Assuming the Earth is not consumed when the sun reaches its Red Giant phase ≈5 billion years from now, the Earth would still be rendered into a charcoal briquette. By the time the sun reaches its degenerate white dwarf phase it will lose ≈70% of its mass, which will effect Earth's orbit (as well as the orbits of all the objects in our solar system). Regardless of whether Earth remains in orbit around the white dwarf, or is thrown out of the solar system completely, it will become a frozen ice ball. Either way, humans will have to leave Earth within the next 500 million years, assuming we make it that long. Odds are that humans will become extinct long before that.

There will still be a few galaxies left in our local cluster a trillion years from now, but that number will be much smaller than the current ≈36. The Andromeda/Milky-Way combined galaxy will be the largest in our local cluster, and most like already include several more galaxies by that time. Where the Earth will be is anyone's guess, but there will not be anything living on it.
 
  • #10
Alltimegreat1 said:
Assuming the Earth and humanity still exist in 1 trillion years, what would our observable universe look like? Would the other galaxies in our cluster still be around?

If we extrapolate current cosmological trends, we will not be able to see any other galaxies, as they will have receded beyond our cosmic light horizon and the local group will possibly have merged into one galaxy.

See here: https://en.wikipedia.org/wiki/Timeline_of_the_far_future
 

Related to Trying to understand the Andromeda-Milky Way collision

What is the Andromeda-Milky Way collision?

The Andromeda-Milky Way collision refers to the future event in which the Andromeda galaxy and our own Milky Way galaxy will collide and eventually merge into one larger galaxy.

When will the Andromeda-Milky Way collision occur?

The collision is estimated to occur in about 4.5 billion years.

What will happen to Earth during the Andromeda-Milky Way collision?

The collision will not have a significant impact on Earth as it is expected to survive the merging of the galaxies. However, the night sky will look drastically different as the two galaxies merge and form a new galactic shape.

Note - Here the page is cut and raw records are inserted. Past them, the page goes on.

use serde::{Deserialize, Serialize};

use crate::error::{Error, Result};
use crate::temporal::parse;
use crate::temporal::timestamp::UNITS_PER_SECOND;

/// A non-negative count of 100ns units, with sentinels `EMPTY` (zero),
/// `INFINITY` (saturating maximum), and `INVALID` (distinguished,
/// outside the non-negative domain by construction). Arithmetic saturates
/// at `INFINITY`. See `spec.md` §3, §4.1.
#[derive(Debug, Clone, Copy, PartialEq, Eq, PartialOrd, Ord, Hash, Serialize, Deserialize)]
pub struct ElapsedTime(i64);

impl ElapsedTime {
    pub const EMPTY: ElapsedTime = ElapsedTime(0);
    pub const INFINITY: ElapsedTime = ElapsedTime(i64::MAX);
    pub const INVALID: ElapsedTime = ElapsedTime(i64::MIN);

    pub const fn from_raw(raw: i64) -> Self {
        ElapsedTime(raw)
    }

    pub const fn raw(self) -> i64 {
        self.0
    }

    pub const fn is_infinity(self) -> bool {
        self.0 == Self::INFINITY.0
    }

    pub const fn is_invalid(self) -> bool {
        self.0 == Self::INVALID.0
    }

    pub const fn is_empty(self) -> bool {
        self.0 == Self::EMPTY.0
    }

    pub fn from_millis(millis: i64) -> Self {
        ElapsedTime(millis.saturating_mul(UNITS_PER_SECOND / 1_000))
    }

    pub fn from_seconds_f64(seconds: f64) -> Self {
        if !seconds.is_finite() || seconds >= (i64::MAX / UNITS_PER_SECOND) as f64 {
            return ElapsedTime::INFINITY;
        }
        ElapsedTime((seconds * UNITS_PER_SECOND as f64).round() as i64)
    }

    pub fn as_seconds_f64(self) -> f64 {
        self.0 as f64 / UNITS_PER_SECOND as f64
    }

    pub fn parse(input: &str) -> Result<Self> {
        parse::parse_elapsed(input)
    }

    /// `e1.add(e2) == e2.add(e1)`, saturating at `INFINITY`.
    pub fn add(self, other: ElapsedTime) -> Self {
        if self.is_infinity() || other.is_infinity() {
            return ElapsedTime::INFINITY;
        }
        ElapsedTime(self.0.saturating_add(other.0))
    }

    /// `|a - b|`. `INFINITY - finite = INFINITY`; `finite - INFINITY = EMPTY`.
    pub fn sub(self, other: ElapsedTime) -> Self {
        match (self.is_infinity(), other.is_infinity()) {
            (true, true) => ElapsedTime::EMPTY,
            (true, false) => ElapsedTime::INFINITY,
            (false, true) => ElapsedTime::EMPTY,
            (false, false) => ElapsedTime(self.0.abs_diff(other.0).min(i64::MAX as u64) as i64),
        }
    }

    /// `ratio(a, INFINITY)` is the smallest positive double; `ratio(INFINITY, INFINITY)` is NaN.
    pub fn ratio(self, denom: ElapsedTime) -> f64 {
        if self.is_infinity() && denom.is_infinity() {
            return f64::NAN;
        }
        if denom.is_infinity() {
            return f64::MIN_POSITIVE;
        }
        if denom.0 == 0 {
            return f64::INFINITY;
        }
        self.0 as f64 / denom.0 as f64
    }

    /// Truncates toward zero in multiples of `self`.
    pub fn floored(self, unit: ElapsedTime) -> Self {
        if unit.0 <= 0 || self.is_infinity() {
            return self;
        }
        ElapsedTime((self.0 / unit.0) * unit.0)
    }

    pub fn format(self) -> String {
        super::format::format_elapsed(self)
    }
}

impl TryFrom<&str> for ElapsedTime {
    type Error = Error;
    fn try_from(value: &str) -> Result<Self> {
        ElapsedTime::parse(value)
    }
}

impl std::fmt::Display for ElapsedTime {
    fn fmt(&self, f: &mut std::fmt::Formatter<'_>) -> std::fmt::Result {
        write!(f, "{}", self.format())
    }
}

#[cfg(test)]
mod tests {
    use super::*;

    #[test]
    fn add_is_commutative() {
        let a = ElapsedTime::from_millis(300);
        let b = ElapsedTime::from_millis(700);
        assert_eq!(a.add(b), b.add(a));
    }

    #[test]
    fn sub_is_absolute_difference() {
        let a = ElapsedTime::from_millis(300);
        let b = ElapsedTime::from_millis(700);
        assert_eq!(a.sub(b), b.sub(a));
        assert_eq!(a.sub(b), ElapsedTime::from_millis(400));
    }

    #[test]
    fn add_saturates_at_infinity() {
        let a = ElapsedTime::INFINITY;
        let b = ElapsedTime::from_millis(1);
        assert_eq!(a.add(b), ElapsedTime::INFINITY);
    }

    #[test]
    fn infinity_minus_finite_is_infinity_finite_minus_infinity_is_empty() {
        let inf = ElapsedTime::INFINITY;
        let finite = ElapsedTime::from_millis(5);
        assert_eq!(inf.sub(finite), ElapsedTime::INFINITY);
        assert_eq!(finite.sub(inf), ElapsedTime::EMPTY);
    }

    #[test]
    fn ratio_against_infinity_is_smallest_positive() {
        let a = ElapsedTime::from_millis(10);
        assert_eq!(a.ratio(ElapsedTime::INFINITY), f64::MIN_POSITIVE);
    }

    #[test]
    fn ratio_infinity_over_infinity_is_nan() {
        assert!(ElapsedTime::INFINITY.ratio(ElapsedTime::INFINITY).is_nan());
    }
}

How do scientists know that the Andromeda-Milky Way collision will happen?

Scientists have observed the motion of stars and galaxies and have predicted their future movements. Through these observations and calculations, they have determined that the collision between Andromeda and the Milky Way is inevitable.

What will be the result of the Andromeda-Milky Way collision?

The result will be a larger, elliptical galaxy formed from the merging of Andromeda and the Milky Way. This new galaxy will contain billions of stars and may have a different structure and appearance than either of the two individual galaxies.